Nerex dreht eine der Spielkarten in der Hand.
„Hast du geglaubt, du würdest ihnen jetzt und hier begegnen? Lies die Schriften. Nimm den geheimen Weg, den du nur dort findest. Ich bringe dich zurück nach Erirfort!“
Figuren aus Beormere/Vladzrodos
Nerex bückt sich und hebt mehrere Karten auf, drückt sie dir in die Hand.
Du wendest sie und findest je zwei Karten von Josha, Andrarg und Veseara.
Nein, nicht, was du erwartet hattest.
Du wolltest den Wächter kennen lernen, der zum Krasos wurde. Ihm die Hand schütteln, in seine schwarzen Augen schauen.
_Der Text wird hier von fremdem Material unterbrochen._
//! Pull-style structural reader for `.iml` markup.
//!
//! The reader only knows about tags, attributes and text. It tracks
//! line/column for every event, checks that tags nest properly, and can hand
//! back the raw text of an element's content so that fragments such as item
//! templates can be compiled on their own.

use crate::error::{ImlError, Position, Result};

// ── Events ────────────────────────────────────────────────────────────────

#[derive(Debug, Clone, PartialEq)]
pub struct Attribute {
    pub name: String,
    /// Entity-decoded value, without the surrounding quotes.
    pub value: String,
    pub at: Position,
}

#[derive(Debug, Clone, PartialEq)]
pub enum Event {
    /// `<Name attr="..">` or `<Name attr=".." />`. A self-closing tag is
    /// always followed by a matching [`Event::End`].
    Start {
        name: String,
        attributes: Vec<Attribute>,
        empty: bool,
        at: Position,
    },
    End { name: String, at: Position },
    /// Non-blank character data, entity-decoded.
    Text { text: String, at: Position },
    Eof,
}

// ── Reader ────────────────────────────────────────────────────────────────

pub struct Reader<'s> {
    src: &'s str,
    pos: usize,
    line: usize,
    col: usize,
    open: Vec<String>,
    pending_end: Option<(String, Position)>,
    seen_root: bool,
    /// Byte offset of the `<` that began the most recent tag.
    tag_start: usize,
}

impl<'s> Reader<'s> {
    pub fn new(src: &'s str) -> Self {
        Self::with_origin(src, Position::default())
    }

    /// A reader whose reported positions start at `origin` instead of 1:1.
    /// Used for fragments cut out of a larger document.
    pub fn with_origin(src: &'s str, origin: Position) -> Self {
        Self {
            src,
            pos: 0,
            line: origin.line,
            col: origin.col,
            open: Vec::new(),
            pending_end: None,
            seen_root: false,
            tag_start: 0,
        }
    }

    /// Current position.
    pub fn position(&self) -> Position {
        Position::new(self.line, self.col)
    }

    /// Number of elements currently open.
    pub fn depth(&self) -> usize {
        self.open.len()
    }

    pub fn next_event(&mut self) -> Result<Event> {
        if let Some((name, at)) = self.pending_end.take() {
            self.open.pop();
            return Ok(Event::End { name, at });
        }

        loop {
            let rest = self.rest();
            if rest.is_empty() {
                if let Some(name) = self.open.last() {
                    return Err(ImlError::lexical(
                        format!("unterminated element <{name}>"),
                        self.position(),
                    ));
                }
                return Ok(Event::Eof);
            }

            if rest.starts_with("<!--") {
                self.skip_past("-->", "unterminated comment")?;
            } else if rest.starts_with("<?") {
                self.skip_past("?>", "unterminated processing instruction")?;
            } else if rest.starts_with("<![CDATA[") {
                let at = self.position();
                self.advance_by("<![CDATA[".len());
                let text = self.take_until("]]>", "unterminated CDATA section")?;
                if self.open.is_empty() {
                    return Err(ImlError::lexical("character data outside the root element", at));
                }
                return Ok(Event::Text { text, at });
            } else if rest.starts_with("<!") {
                self.skip_past(">", "unterminated declaration")?;
            } else if rest.starts_with("</") {
                return self.end_tag();
            } else if rest.starts_with('<') {
                return self.start_tag();
            } else {
                let at = self.position();
                let start = self.pos;
                while !matches!(self.peek(), None | Some('<')) {
                    self.advance();
                }
                let raw = &self.src[start..self.pos];
                if raw.trim().is_empty() {
                    continue;
                }
                if self.open.is_empty() {
                    return Err(ImlError::lexical("text outside the root element", at));
                }
                return Ok(Event::Text { text: decode_entities(raw.trim(), at)?, at });
            }
        }
    }

    /// Consumes the content of the element whose `Start` event was just
    /// returned, up to and including its end tag, and returns the raw markup
    /// between the two tags together with the position it starts at.
    pub fn read_inner_markup(&mut self) -> Result<(String, Position)> {
        if let Some((_, at)) = self.pending_end.take() {
            self.open.pop();
            return Ok((String::new(), at));
        }
        let start = self.pos;
        let origin = self.position();
        let depth = self.open.len();
        loop {
            match self.next_event()? {
                Event::End { .. } if self.open.len() < depth => {
                    return Ok((self.src[start..self.tag_start].to_string(), origin));
                }
                Event::Eof => {
                    return Err(ImlError::lexical("unexpected end of document", self.position()));
                }
                _ => {}
            }
        }
    }

    // ── Tags ──────────────────────────────────────────────────────────────

    fn start_tag(&mut self) -> Result<Event> {
        let at = self.position();
        self.tag_start = self.pos;
        self.advance(); // consume `<`
        let name = self
            .name()
            .ok_or_else(|| ImlError::lexical("expected element name after `<`", self.position()))?;
        if self.open.is_empty() && self.seen_root {
            return Err(ImlError::lexical(
                format!("unexpected second root element <{name}>"),
                at,
            ));
        }

        let mut attributes: Vec<Attribute> = Vec::new();
        let empty = loop {
            self.skip_whitespace();
            match self.peek() {
                None => {
                    return Err(ImlError::lexical(format!("unterminated start tag <{name}>"), at));
                }
                Some('>') => {
                    self.advance();
                    break false;
                }
                Some('/') => {
                    self.advance();
                    if self.advance() != Some('>') {
                        return Err(ImlError::lexical("expected `>` after `/`", self.position()));
                    }
                    break true;
                }
                Some(c) => {
                    let attr_at = self.position();
                    let attr = self.name().ok_or_else(|| {
                        ImlError::lexical(format!("unexpected character {c:?} in <{name}>"), attr_at)
                    })?;
                    self.skip_whitespace();
                    if self.advance() != Some('=') {
                        return Err(ImlError::lexical(
                            format!("expected `=` after attribute `{attr}`"),
                            self.position(),
                        ));
                    }
                    self.skip_whitespace();
                    let quote = match self.advance() {
                        Some(q @ ('"' | '\'')) => q,
                        _ => {
                            return Err(ImlError::lexical(
                                format!("value of attribute `{attr}` must be quoted"),
                                attr_at,
                            ));
                        }
                    };
                    let value_start = self.pos;
                    loop {
                        match self.advance() {
                            None => {
                                return Err(ImlError::lexical(
                                    format!("unterminated value for attribute `{attr}`"),
                                    attr_at,
                                ));
                            }
                            Some(c) if c == quote => break,
                            Some(_) => {}
                        }
                    }
                    let raw = &self.src[value_start..self.pos - quote.len_utf8()];
                    if raw.contains('<') {
                        return Err(ImlError::lexical(
                            format!("`<` is not allowed in the value of `{attr}`"),
                            attr_at,
                        ));
                    }
                    if attributes.iter().any(|a| a.name == attr) {
                        return Err(ImlError::lexical(format!("duplicate attribute `{attr}`"), attr_at));
                    }
                    let value = decode_entities(raw, attr_at)?;
                    attributes.push(Attribute { name: attr, value, at: attr_at });
                }
            }
        };

        self.seen_root = true;
        self.open.push(name.clone());
        if empty {
            self.pending_end = Some((name.clone(), at));
        }
        Ok(Event::Start { name, attributes, empty, at })
    }

    fn end_tag(&mut self) -> Result<Event> {
        let at = self.position();
        self.tag_start = self.pos;
        self.advance_by(2); // consume `</`
        let name = self
            .name()
            .ok_or_else(|| ImlError::lexical("expected element name after `</`", self.position()))?;
        self.skip_whitespace();
        if self.advance() != Some('>') {
            return Err(ImlError::lexical(format!("expected `>` to close </{name}>"), self.position()));
        }
        match self.open.last() {
            Some(open) if *open == name => {
                self.open.pop();
                Ok(Event::End { name, at })
            }
            Some(open) => Err(ImlError::lexical(
                format!("mismatched closing tag </{name}>, expected </{open}>"),
                at,
            )),
            None => Err(ImlError::lexical(
                format!("closing tag </{name}> has no matching start tag"),
                at,
            )),
        }
    }

    // ── Scanning ──────────────────────────────────────────────────────────

    fn rest(&self) -> &'s str {
        &self.src[self.pos..]
    }

    fn peek(&self) -> Option<char> {
        self.rest().chars().next()
    }

    fn advance(&mut self) -> Option<char> {
        let ch = self.peek()?;
        self.pos += ch.len_utf8();
        if ch == '\n' {
            self.line += 1;
            self.col = 1;
        } else {
            self.col += 1;
        }
        Some(ch)
    }

    fn advance_by(&mut self, chars: usize) {
        for _ in 0..chars {
            self.advance();
        }
    }

    fn skip_whitespace(&mut self) {
        while matches!(self.peek(), Some(c) if c.is_whitespace()) {
            self.advance();
        }
    }

    fn name(&mut self) -> Option<String> {
        let start = self.pos;
        match self.peek() {
            Some(c) if c.is_alphabetic() || c == '_' => {
                self.advance();
            }
            _ => return None,
        }
        while matches!(self.peek(), Some(c) if c.is_alphanumeric() || matches!(c, '_' | '-' | '.' | ':')) {
            self.advance();
        }
        Some(self.src[start..self.pos].to_string())
    }

    fn take_until(&mut self, terminator: &str, message: &str) -> Result<String> {
        let at = self.position();
        let start = self.pos;
        while !self.rest().starts_with(terminator) {
            if self.advance().is_none() {
                return Err(ImlError::lexical(message, at));
            }
        }
        let text = self.src[start..self.pos].to_string();
        self.advance_by(terminator.chars().count());
        Ok(text)
    }

    fn skip_past(&mut self, terminator: &str, message: &str) -> Result<()> {
        self.take_until(terminator, message).map(drop)
    }
}

fn decode_entities(raw: &str, at: Position) -> Result<String> {
    if !raw.contains('&') {
        return Ok(raw.to_string());
    }
    let mut out = String::with_capacity(raw.len());
    let mut rest = raw;
    while let Some(amp) = rest.find('&') {
        out.push_str(&rest[..amp]);
        let tail = &rest[amp + 1..];
        let semi = tail
            .find(';')
            .ok_or_else(|| ImlError::lexical("unterminated entity reference", at))?;
        let entity = &tail[..semi];
        let decoded = match entity {
            "lt" => Some('<'),
            "gt" => Some('>'),
            "amp" => Some('&'),
            "quot" => Some('"'),
            "apos" => Some('\''),
            _ => entity
                .strip_prefix("#x")
                .map(|hex| u32::from_str_radix(hex, 16).ok())
                .or_else(|| entity.strip_prefix('#').map(|dec| dec.parse::<u32>().ok()))
                .flatten()
                .and_then(char::from_u32),
        };
        match decoded {
            Some(c) => out.push(c),
            None => return Err(ImlError::lexical(format!("unknown entity `&{entity};`"), at)),
        }
        rest = &tail[semi + 1..];
    }
    out.push_str(rest);
    Ok(out)
}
Stattdessen liest du, was Josha und die Mantelmagd über ihn sagen.
Du kommst ihm näher, aber ganz anders, als gedacht.
Aber dich quält die Neugier. Du willst mehr wissen.
Du willst Josha sehen, den Jungen, der hier auf Erirfort lebt. Den Grafensohn. Du hast gehört, er hätte fast weiße Haare. Und dass er Bogenschießen nicht leiden kann. Eigentlich schade, sonst hättet ihr um die Wette schießen können.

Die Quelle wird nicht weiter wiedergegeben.